AIM OF THE EXERCISE.
Could you reproduce every record below exactly as it stands?

BEGIN GIVEN ENTRIES

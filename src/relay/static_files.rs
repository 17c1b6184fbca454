//! Development static file server with a path traversal guard.
//!
//! Every resolved path is canonicalized and checked against the base
//! directory before anything is read, so `..` segments and symlink escapes
//! answer 403 rather than leaking files.

use std::net::SocketAddr;
use std::path::PathBuf;
use std::sync::Arc;

use axum::extract::State;
use axum::http::{header, HeaderValue, StatusCode, Uri};
use axum::response::{IntoResponse, Response};
use axum::Router;
use tower::ServiceBuilder;
use tower_http::cors::{Any, CorsLayer};
use tower_http::set_header::SetResponseHeaderLayer;
use tower_http::trace::TraceLayer;
use tracing::{debug, info};

use crate::config::StaticConfig;
use crate::error::{MeterError, Result};

/// Create the static file application rooted at the configured directory.
pub fn create_app(base_dir: impl Into<PathBuf>) -> Router {
    Router::new()
        .fallback(serve_file)
        .with_state(Arc::new(base_dir.into()))
        .layer(
            ServiceBuilder::new()
                .layer(TraceLayer::new_for_http())
                .layer(CorsLayer::new().allow_origin(Any).allow_methods(Any))
                .layer(SetResponseHeaderLayer::overriding(
                    header::CACHE_CONTROL,
                    HeaderValue::from_static("no-store"),
                )),
        )
}

/// Start the static file server with the provided configuration.
pub async fn serve(config: StaticConfig) -> Result<()> {
    let addr = config
        .bind_address()
        .parse::<SocketAddr>()
        .map_err(|e| MeterError::config_error(format!("Invalid bind address: {}", e)))?;
    let app = create_app(config.base_dir.clone());

    info!(
        "Serving {} on http://{}",
        config.base_dir.display(),
        addr
    );
    let listener = tokio::net::TcpListener::bind(&addr)
        .await
        .map_err(|e| MeterError::relay_error(format!("Failed to bind to address: {}", e)))?;
    axum::serve(listener, app)
        .await
        .map_err(|e| MeterError::relay_error(format!("Server error: {}", e)))?;
    Ok(())
}

async fn serve_file(State(base_dir): State<Arc<PathBuf>>, uri: Uri) -> Response {
    let path = uri.path();
    let relative = if path == "/" { "index.html" } else { path.trim_start_matches('/') };
    let requested = base_dir.join(relative);

    let Ok(base) = tokio::fs::canonicalize(base_dir.as_ref()).await else {
        return StatusCode::NOT_FOUND.into_response();
    };
    let resolved = match tokio::fs::canonicalize(&requested).await {
        Ok(resolved) => resolved,
        Err(_) => return StatusCode::NOT_FOUND.into_response(),
    };
    if !resolved.starts_with(&base) {
        debug!("Blocked path escaping base dir: {}", path);
        return StatusCode::FORBIDDEN.into_response();
    }

    match tokio::fs::read(&resolved).await {
        Ok(contents) => (
            [(header::CONTENT_TYPE, content_type(&resolved))],
            contents,
        )
            .into_response(),
        Err(_) => StatusCode::NOT_FOUND.into_response(),
    }
}

fn content_type(path: &std::path::Path) -> &'static str {
    match path.extension().and_then(|e| e.to_str()) {
        Some("html") => "text/html; charset=utf-8",
        Some("js") => "text/javascript",
        Some("css") => "text/css",
        Some("json") => "application/json",
        Some("svg") => "image/svg+xml",
        Some("png") => "image/png",
        Some("jpg") | Some("jpeg") => "image/jpeg",
        Some("gif") => "image/gif",
        Some("ico") => "image/x-icon",
        Some("woff2") => "font/woff2",
        _ => "application/octet-stream",
    }
}
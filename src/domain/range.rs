//! Conversion between actual-unit values and the normalized 0–100 scale.

use serde::{Deserialize, Serialize};

/// An actual-unit value range with a display unit.
///
/// Construction never fails: non-finite bounds fall back to the defaults and
/// `max` is pushed above `min` whenever the two would collide. Instances are
/// replaced wholesale on any settings change, never mutated in place.
#[derive(Debug, Clone, PartialEq, Serialize, Deserialize)]
pub struct ValueRange {
    pub min: f64,
    pub max: f64,
    pub unit: String,
}

impl Default for ValueRange {
    fn default() -> Self {
        Self {
            min: 0.0,
            max: 100.0,
            unit: "%".to_string(),
        }
    }
}

impl ValueRange {
    /// Create a range, falling back to `[0, 100] %` for invalid input and
    /// re-establishing a unit gap when `max <= min`.
    pub fn new(min: f64, max: f64, unit: impl Into<String>) -> Self {
        let safe_min = if min.is_finite() { min } else { 0.0 };
        let safe_max = if max.is_finite() { max } else { 100.0 };
        let unit = unit.into();
        Self {
            min: safe_min,
            max: if safe_max > safe_min {
                safe_max
            } else {
                safe_min + 1.0
            },
            unit: if unit.trim().is_empty() {
                "%".to_string()
            } else {
                unit
            },
        }
    }

    /// Convert an actual-unit value to a percentage in `[0, 100]`.
    /// NaN propagates as `None` ("no data"), never as 0.
    pub fn normalize(&self, value: f64) -> Option<f64> {
        if value.is_nan() {
            return None;
        }
        let clamped = self.clamp(value);
        let span = self.max - self.min;
        Some(((clamped - self.min) / span * 100.0).clamp(0.0, 100.0))
    }

    /// Convert a percentage back to an actual-unit value, clamping the
    /// percentage to `[0, 100]` first.
    pub fn denormalize(&self, percentage: f64) -> Option<f64> {
        if percentage.is_nan() {
            return None;
        }
        let clamped = percentage.clamp(0.0, 100.0);
        Some(self.min + clamped / 100.0 * (self.max - self.min))
    }

    /// Clamp an actual-unit value into the range.
    pub fn clamp(&self, value: f64) -> f64 {
        if !value.is_finite() {
            return self.min;
        }
        value.clamp(self.min, self.max)
    }

    /// Replace any subset of fields, re-validating through the constructor.
    pub fn with_changes(
        &self,
        min: Option<f64>,
        max: Option<f64>,
        unit: Option<&str>,
    ) -> Self {
        Self::new(
            min.unwrap_or(self.min),
            max.unwrap_or(self.max),
            unit.unwrap_or(&self.unit),
        )
    }

    /// Set the lower bound; an edit that would collide pushes `max` up.
    pub fn with_min(&self, min: f64) -> Self {
        if !min.is_finite() {
            return self.clone();
        }
        let max = if min >= self.max { min + 1.0 } else { self.max };
        Self::new(min, max, self.unit.clone())
    }

    /// Set the upper bound; an edit that would collide pushes `min` down.
    pub fn with_max(&self, max: f64) -> Self {
        if !max.is_finite() {
            return self.clone();
        }
        let min = if max <= self.min { max - 1.0 } else { self.min };
        Self::new(min, max, self.unit.clone())
    }

    /// Set the display unit, keeping the bounds.
    pub fn with_unit(&self, unit: impl Into<String>) -> Self {
        Self::new(self.min, self.max, unit)
    }
}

END GIVEN ENTRIES

OUTPUT OF THE EXERCISE.
filename src/relay/static_files.rs
repository 17c1b6184fbca454
//! Development static file server with a path traversal guard.
//!
//! Every resolved path is canonicalized and checked against the base
//! directory before anything is read, so `..` segments and symlink escapes
//! answer 403 rather than leaking files.

use std::net::SocketAddr;
use std::path::PathBuf;
use std::sync::Arc;

use axum::extract::State;
use axum::http::{header, HeaderValue, StatusCode, Uri};
use axum::response::{IntoResponse, Response};
use axum::Router;
use tower::ServiceBuilder;
use tower_http::cors::{Any, CorsLayer};
use tower_http::set_header::SetResponseHeaderLayer;
use tower_http::trace::TraceLayer;
use tracing::{debug, info};

use crate::config::StaticConfig;
use crate::error::{MeterError, Result};

/// Create the static file application rooted at the configured directory.
pub fn create_app(base_dir: impl Into<PathBuf>) -> Router {
    Router::new()
        .fallback(serve_file)
        .with_state(Arc::new(base_dir.into()))
        .layer(
            ServiceBuilder::new()
                .layer(TraceLayer::new_for_http())
                .layer(CorsLayer::new().allow_origin(Any).allow_methods(Any))
                .layer(SetResponseHeaderLayer::overriding(
                    header::CACHE_CONTROL,
                    HeaderValue::from_static("no-store"),
                )),
        )
}

/// Start the static file server with the provided configuration.
pub async fn serve(config: StaticConfig) -> Result<()> {
    let addr = config
        .bind_address()
        .parse::<SocketAddr>()
        .map_err(|e| MeterError::config_error(format!("Invalid bind address: {}", e)))?;
    let app = create_app(config.base_dir.clone());

    info!(
        "Serving {} on http://{}",
        config.base_dir.display(),
        addr
    );
    let listener = tokio::net::TcpListener::bind(&addr)
        .await
        .map_err(|e| MeterError::relay_error(format!("Failed to bind to address: {}", e)))?;
    axum::serve(listener, app)
        .await
        .map_err(|e| MeterError::relay_error(format!("Server error: {}", e)))?;
    Ok(())
}

async fn serve_file(State(base_dir): State<Arc<PathBuf>>, uri: Uri) -> Response {
    let path = uri.path();
    let relative = if path == "/" { "index.html" } else { path.trim_start_matches('/') };
    let requested = base_dir.join(relative);

    let Ok(base) = tokio::fs::canonicalize(base_dir.as_ref()).await else {
        return StatusCode::NOT_FOUND.into_response();
    };
    let resolved = match tokio::fs::canonicalize(&requested).await {
        Ok(resolved) => resolved,
        Err(_) => return StatusCode::NOT_FOUND.into_response(),
    };
    if !resolved.starts_with(&base) {
        debug!("Blocked path escaping base dir: {}", path);
        return StatusCode::FORBIDDEN.into_response();
    }

    match tokio::fs::read(&resolved).await {
        Ok(contents) => (
            [(header::CONTENT_TYPE, content_type(&resolved))],
            contents,
        )
            .into_response(),
        Err(_) => StatusCode::NOT_FOUND.into_response(),
    }
}

fn content_type(path: &std::path::Path) -> &'static str {
    match path.extension().and_then(|e| e.to_str()) {
        Some("html") => "text/html; charset=utf-8",
        Some("js") => "text/javascript",
        Some("css") => "text/css",
        Some("json") => "application/json",
        Some("svg") => "image/svg+xml",
        Some("png") => "image/png",
        Some("jpg") | Some("jpeg") => "image/jpeg",
        Some("gif") => "image/gif",
        Some("ico") => "image/x-icon",
        Some("woff2") => "font/woff2",
        _ => "application/octet-stream",
    }
}
filename src/domain/range.rs
//! Conversion between actual-unit values and the normalized 0–100 scale.

use serde::{Deserialize, Serialize};

/// An actual-unit value range with a display unit.
///
/// Construction never fails: non-finite bounds fall back to the defaults and
/// `max` is pushed above `min` whenever the two would collide. Instances are
/// replaced wholesale on any settings change, never mutated in place.
#[derive(Debug, Clone, PartialEq, Serialize, Deserialize)]
pub struct ValueRange {
    pub min: f64,
    pub max: f64,
    pub unit: String,
}

impl Default for ValueRange {
    fn default() -> Self {
        Self {
            min: 0.0,
            max: 100.0,
            unit: "%".to_string(),
        }
    }
}

impl ValueRange {
    /// Create a range, falling back to `[0, 100] %` for invalid input and
    /// re-establishing a unit gap when `max <= min`.
    pub fn new(min: f64, max: f64, unit: impl Into<String>) -> Self {
        let safe_min = if min.is_finite() { min } else { 0.0 };
        let safe_max = if max.is_finite() { max } else { 100.0 };
        let unit = unit.into();
        Self {
            min: safe_min,
            max: if safe_max > safe_min {
                safe_max
            } else {
                safe_min + 1.0
            },
            unit: if unit.trim().is_empty() {
                "%".to_string()
            } else {
                unit
            },
        }
    }

    /// Convert an actual-unit value to a percentage in `[0, 100]`.
    /// NaN propagates as `None` ("no data"), never as 0.
    pub fn normalize(&self, value: f64) -> Option<f64> {
        if value.is_nan() {
            return None;
        }
        let clamped = self.clamp(value);
        let span = self.max - self.min;
        Some(((clamped - self.min) / span * 100.0).clamp(0.0, 100.0))
    }

    /// Convert a percentage back to an actual-unit value, clamping the
    /// percentage to `[0, 100]` first.
    pub fn denormalize(&self, percentage: f64) -> Option<f64> {
        if percentage.is_nan() {
            return None;
        }
        let clamped = percentage.clamp(0.0, 100.0);
        Some(self.min + clamped / 100.0 * (self.max - self.min))
    }

    /// Clamp an actual-unit value into the range.
    pub fn clamp(&self, value: f64) -> f64 {
        if !value.is_finite() {
            return self.min;
        }
        value.clamp(self.min, self.max)
    }

    /// Replace any subset of fields, re-validating through the constructor.
    pub fn with_changes(
        &self,
        min: Option<f64>,
        max: Option<f64>,
        unit: Option<&str>,
    ) -> Self {
        Self::new(
            min.unwrap_or(self.min),
            max.unwrap_or(self.max),
            unit.unwrap_or(&self.unit),
        )
    }

    /// Set the lower bound; an edit that would collide pushes `max` up.
    pub fn with_min(&self, min: f64) -> Self {
        if !min.is_finite() {
            return self.clone();
        }
        let max = if min >= self.max { min + 1.0 } else { self.max };
        Self::new(min, max, self.unit.clone())
    }

    /// Set the upper bound; an edit that would collide pushes `min` down.
    pub fn with_max(&self, max: f64) -> Self {
        if !max.is_finite() {
            return self.clone();
        }
        let min = if max <= self.min { max - 1.0 } else { self.min };
        Self::new(min, max, self.unit.clone())
    }

    /// Set the display unit, keeping the bounds.
    pub fn with_unit(&self, unit: impl Into<String>) -> Self {
        Self::new(self.min, self.max, unit)
    }
}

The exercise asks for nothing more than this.